Da una veloce ricerca YouTube “icc berlin” sono due i video che colpiscono l’attenzione. Il primo, Congress Centre Berlin opens, si apre con alcune riprese dalla strada, il guscio biancastro dell’edificio che si staglia sopra il paesaggio di cemento e fumi e automobili che scorrono veloci, come un pachiderma a riposo mentre tutto intorno si muove concitatamente. Le immagini passano poi all’interno, è il giorno dell’inaugurazione, il 2 aprile 1979, uomini in smoking e signore in abito da sera sciamano sulla moquette a pattern geometrico nella lunga sala centrale al piano terra; li ritroviamo tra i tavoli del buffet, dove approcciano un piatto di spaghetti, avvicinano una zuppa alle labbra mangiandola in piedi con difficoltà.

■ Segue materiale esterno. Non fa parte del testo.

//! Lowering of a [`CompiledWhere`] to a `sea_orm` condition.
//!
//! - Plain predicates compare the qualified physical column.
//! - JSON predicates compare the value at their pointer: numerically when the
//!   operand is a number, otherwise as text, so `true` and `"true"` match the
//!   same documents on every backend.
//! - Relation predicates become `parent.key IN (SELECT child.key FROM child ...)`,
//!   so filtering on a to-many relation never duplicates parent rows.

use chrono::{DateTime, NaiveDateTime, Utc};
use sea_orm::{
    DbBackend, Value,
    sea_query::{Alias, BinOper, Condition, Expr, Func, Query, SimpleExpr},
};
use serde_json::Value as Json;
use uuid::Uuid;

use super::{
    CANONICAL_DATETIME_FORMAT, Comparison, CompiledWhere, ConditionValue, FilterError, Operator,
    Predicate, WhereGroup, conditions::scalar_text,
};
use crate::resolver::{FieldNameRegistry, FieldNames};

/// How literal values are bound.
#[derive(Debug, Clone, Copy, PartialEq, Eq)]
enum BindMode {
    /// Against a real column; UUID and timestamp strings bind typed
    Column,
    /// Against a JSON value that keeps its JSON type
    Json,
    /// Against a value extracted as text
    Text,
}

/// Lower `compiled` against the table described by `names`.
///
/// # Errors
///
/// Returns `FilterError::UnknownField` or `FilterError::UnknownRelation` when a
/// predicate names something the table does not have.
pub fn lower(
    compiled: &CompiledWhere,
    names: &FieldNames,
    registry: &FieldNameRegistry,
    backend: DbBackend,
) -> Result<Condition, FilterError> {
    if compiled.is_match_all() {
        return Ok(Condition::all());
    }

    let mut condition = Condition::any();
    for group in &compiled.groups {
        condition = condition.add(lower_group(group, names, registry, backend, names.table())?);
    }
    Ok(condition)
}

fn lower_group(
    group: &WhereGroup,
    names: &FieldNames,
    registry: &FieldNameRegistry,
    backend: DbBackend,
    qualifier: &str,
) -> Result<Condition, FilterError> {
    let mut condition = Condition::all();
    for (field, predicate) in group.entries() {
        let expr = match predicate {
            Predicate::Compare(comparison) => {
                let column = column_expr(qualifier, names.physical(field)?);
                if comparison.operator == Operator::JsonContains {
                    json_contains(column, None, &comparison.value, backend)
                } else {
                    compare(column, comparison, BindMode::Column)
                }
            }
            Predicate::Json { pointer, comparison } => {
                let column = column_expr(qualifier, names.physical(field)?);
                if comparison.operator == Operator::JsonContains {
                    json_contains(column, Some(pointer.as_str()), &comparison.value, backend)
                } else if is_numeric(comparison) {
                    let number = json_extract(column, pointer, backend)
                        .cast_as(Alias::new(float_type(backend)));
                    compare(number, comparison, BindMode::Json)
                } else {
                    compare(json_text(column, pointer, backend), comparison, BindMode::Text)
                }
            }
            Predicate::Relation(inner) => {
                relation_subquery(field, inner, names, registry, backend, qualifier)?
            }
        };
        condition = condition.add(expr);
    }
    Ok(condition)
}

fn relation_subquery(
    relation: &str,
    group: &WhereGroup,
    names: &FieldNames,
    registry: &FieldNameRegistry,
    backend: DbBackend,
    qualifier: &str,
) -> Result<SimpleExpr, FilterError> {
    let link = names.relation(relation)?;
    let target = registry.by_table(&link.to_table);
    let alias = format!("{qualifier}__{relation}");
    let inner = lower_group(group, &target, registry, backend, &alias)?;

    let subquery = Query::select()
        .column((Alias::new(&alias), Alias::new(&link.to_col)))
        .from_as(Alias::new(&link.to_table), Alias::new(&alias))
        .cond_where(inner)
        .to_owned();

    Ok(Expr::col((Alias::new(qualifier), Alias::new(&link.from_col))).in_subquery(subquery))
}

pub(crate) fn column_expr(qualifier: &str, column: &str) -> SimpleExpr {
    Expr::col((Alias::new(qualifier), Alias::new(column))).into()
}

/// Floating point type name used for numeric casts.
pub(crate) const fn float_type(backend: DbBackend) -> &'static str {
    match backend {
        DbBackend::Postgres => "DOUBLE PRECISION",
        DbBackend::MySql => "DOUBLE",
        DbBackend::Sqlite => "REAL",
    }
}

/// The scalar at `pointer` inside a JSON column, as the backend extracts it.
///
/// SQLite keeps the JSON type (booleans become 1/0); MySQL and Postgres
/// return text.
pub(crate) fn json_extract(column: SimpleExpr, pointer: &str, backend: DbBackend) -> SimpleExpr {
    let path = SimpleExpr::Value(Value::from(pointer));
    match backend {
        DbBackend::Sqlite => Func::cust(Alias::new("JSON_EXTRACT")).args([column, path]).into(),
        DbBackend::MySql => Func::cust(Alias::new("JSON_UNQUOTE"))
            .arg(Func::cust(Alias::new("JSON_EXTRACT")).args([column, path]))
            .into(),
        DbBackend::Postgres => SimpleExpr::from(
            Func::cust(Alias::new("jsonb_path_query_first"))
                .args([column.cast_as(Alias::new("jsonb")), path.cast_as(Alias::new("jsonpath"))]),
        )
        .binary(BinOper::Custom("#>>"), Expr::cust("'{}'")),
    }
}

/// The value at `pointer` as text, with booleans spelled `true`/`false` on
/// every backend.
fn json_text(column: SimpleExpr, pointer: &str, backend: DbBackend) -> SimpleExpr {
    match backend {
        DbBackend::Sqlite => {
            let path = SimpleExpr::Value(Value::from(pointer));
            let json_type = || {
                Expr::expr(Func::cust(Alias::new("json_type")).args([column.clone(), path.clone()]))
            };
            Expr::case(json_type().eq("true"), Expr::val("true"))
                .case(json_type().eq("false"), Expr::val("false"))
                .finally(json_extract(column.clone(), pointer, backend).cast_as(Alias::new("TEXT")))
                .into()
        }
        DbBackend::MySql | DbBackend::Postgres => json_extract(column, pointer, backend),
    }
}

fn is_numeric(comparison: &Comparison) -> bool {
    if comparison.operator.is_pattern() {
        return false;
    }
    match &comparison.value {
        ConditionValue::Scalar(v) => v.is_number(),
        ConditionValue::List(items) => !items.is_empty() && items.iter().all(Json::is_number),
        ConditionValue::Range(low, high) => low.is_number() && high.is_number(),
        ConditionValue::Null => false,
    }
}

fn json_contains(
    column: SimpleExpr,
    pointer: Option<&str>,
    value: &ConditionValue,
    backend: DbBackend,
) -> SimpleExpr {
    let needle = Json::from(value.clone());
    let path = pointer.map(|p| SimpleExpr::Value(Value::from(p)));

    match backend {
        DbBackend::Sqlite => {
            let member = SimpleExpr::Value(bind(&needle, BindMode::Json));
            match path {
                Some(path) => Expr::cust_with_exprs(
                    "EXISTS (SELECT 1 FROM json_each(?, ?) WHERE json_each.value = ?)",
                    [column, path, member],
                ),
                None => Expr::cust_with_exprs(
                    "EXISTS (SELECT 1 FROM json_each(?) WHERE json_each.value = ?)",
                    [column, member],
                ),
            }
        }
        DbBackend::MySql => {
            let document = SimpleExpr::Value(Value::from(needle.to_string()));
            let mut call = Func::cust(Alias::new("JSON_CONTAINS")).args([column, document]);
            if let Some(path) = path {
                call = call.arg(path);
            }
            call.into()
        }
        DbBackend::Postgres => {
            let document = match needle {
                Json::Array(_) | Json::Object(_) => needle,
                scalar => Json::Array(vec![scalar]),
            };
            let document =
                SimpleExpr::Value(Value::from(document.to_string())).cast_as(Alias::new("jsonb"));
            let target = match path {
                Some(path) => SimpleExpr::from(
                    Func::cust(Alias::new("jsonb_path_query_first"))
                        .args([column.cast_as(Alias::new("jsonb")), path.cast_as(Alias::new("jsonpath"))]),
                ),
                None => column.cast_as(Alias::new("jsonb")),
            };
            target.binary(BinOper::Custom("@>"), document)
        }
    }
}

fn compare(target: SimpleExpr, comparison: &Comparison, mode: BindMode) -> SimpleExpr {
    let operator = comparison.operator;

    if operator.is_case_insensitive() {
        let text = pattern(&comparison.value).to_uppercase();
        let upper = Expr::expr(Func::upper(target));
        return if operator == Operator::ILike {
            upper.like(text)
        } else {
            upper.not_like(text)
        };
    }

    let expr = Expr::expr(target);
    let bind_all = |items: &[Json]| items.iter().map(|v| bind(v, mode)).collect::<Vec<_>>();

    match (operator, &comparison.value) {
        (Operator::IsNotNull, _) => expr.is_not_null(),
        (_, ConditionValue::Null) => expr.is_null(),
        (Operator::Like, value) => expr.like(pattern(value)),
        (Operator::NotLike, value) => expr.not_like(pattern(value)),
        (Operator::Ne | Operator::Not, ConditionValue::Scalar(v)) => expr.ne(bind(v, mode)),
        (Operator::Lt, ConditionValue::Scalar(v)) => expr.lt(bind(v, mode)),
        (Operator::Lte, ConditionValue::Scalar(v)) => expr.lte(bind(v, mode)),
        (Operator::Gt, ConditionValue::Scalar(v)) => expr.gt(bind(v, mode)),
        (Operator::Gte, ConditionValue::Scalar(v)) => expr.gte(bind(v, mode)),
        (_, ConditionValue::Scalar(v)) => expr.eq(bind(v, mode)),
        (Operator::NotIn | Operator::Not, ConditionValue::List(items)) => {
            expr.is_not_in(bind_all(items))
        }
        (_, ConditionValue::List(items)) => expr.is_in(bind_all(items)),
        (Operator::Not, ConditionValue::Range(low, high)) => {
            expr.not_between(bind(low, mode), bind(high, mode))
        }
        (_, ConditionValue::Range(low, high)) => expr.between(bind(low, mode), bind(high, mode)),
    }
}

fn pattern(value: &ConditionValue) -> String {
    match value {
        ConditionValue::Scalar(v) => scalar_text(v),
        other => scalar_text(&Json::from(other.clone())),
    }
}

fn bind(value: &Json, mode: BindMode) -> Value {
    match (value, mode) {
        (Json::String(s), BindMode::Column) => Uuid::parse_str(s)
            .map(Value::from)
            .ok()
            .or_else(|| timestamp(s).map(Value::from))
            .unwrap_or_else(|| Value::from(s.clone())),
        (Json::String(s), BindMode::Json) => Value::from(s.clone()),
        (Json::Number(n), BindMode::Column | BindMode::Json) => n
            .as_i64()
            .map(Value::from)
            .or_else(|| n.as_f64().map(Value::from))
            .unwrap_or_else(|| Value::from(n.to_string())),
        (Json::Bool(b), BindMode::Column | BindMode::Json) => Value::from(*b),
        (other, _) => Value::from(scalar_text(other)),
    }
}

/// A full timestamp (`between` bounds are normalized to this form, RFC 3339 is
/// accepted too), bound typed so it compares the way the column is stored.
fn timestamp(raw: &str) -> Option<DateTime<Utc>> {
    NaiveDateTime::parse_from_str(raw, CANONICAL_DATETIME_FORMAT)
        .map(|dt| dt.and_utc())
        .ok()
        .or_else(|| {
            DateTime::parse_from_rfc3339(raw)
                .ok()
                .map(|dt| dt.with_timezone(&Utc))
        })
}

Ci sono il presidente della Germania Ovest Walter Scheel e l’attore Harald Juhnke, accorsi per l’apertura del più grande centro congressi del mondo.
Il destino dell’ICC, l’astronave che sembra troppo anche per Berlino
Costruito come simbolo dell’Occidente nella città del Muro, chiuso per quasi dieci anni, il gigantesco e futuristico centro congressi è oggi in cerca di un futuro.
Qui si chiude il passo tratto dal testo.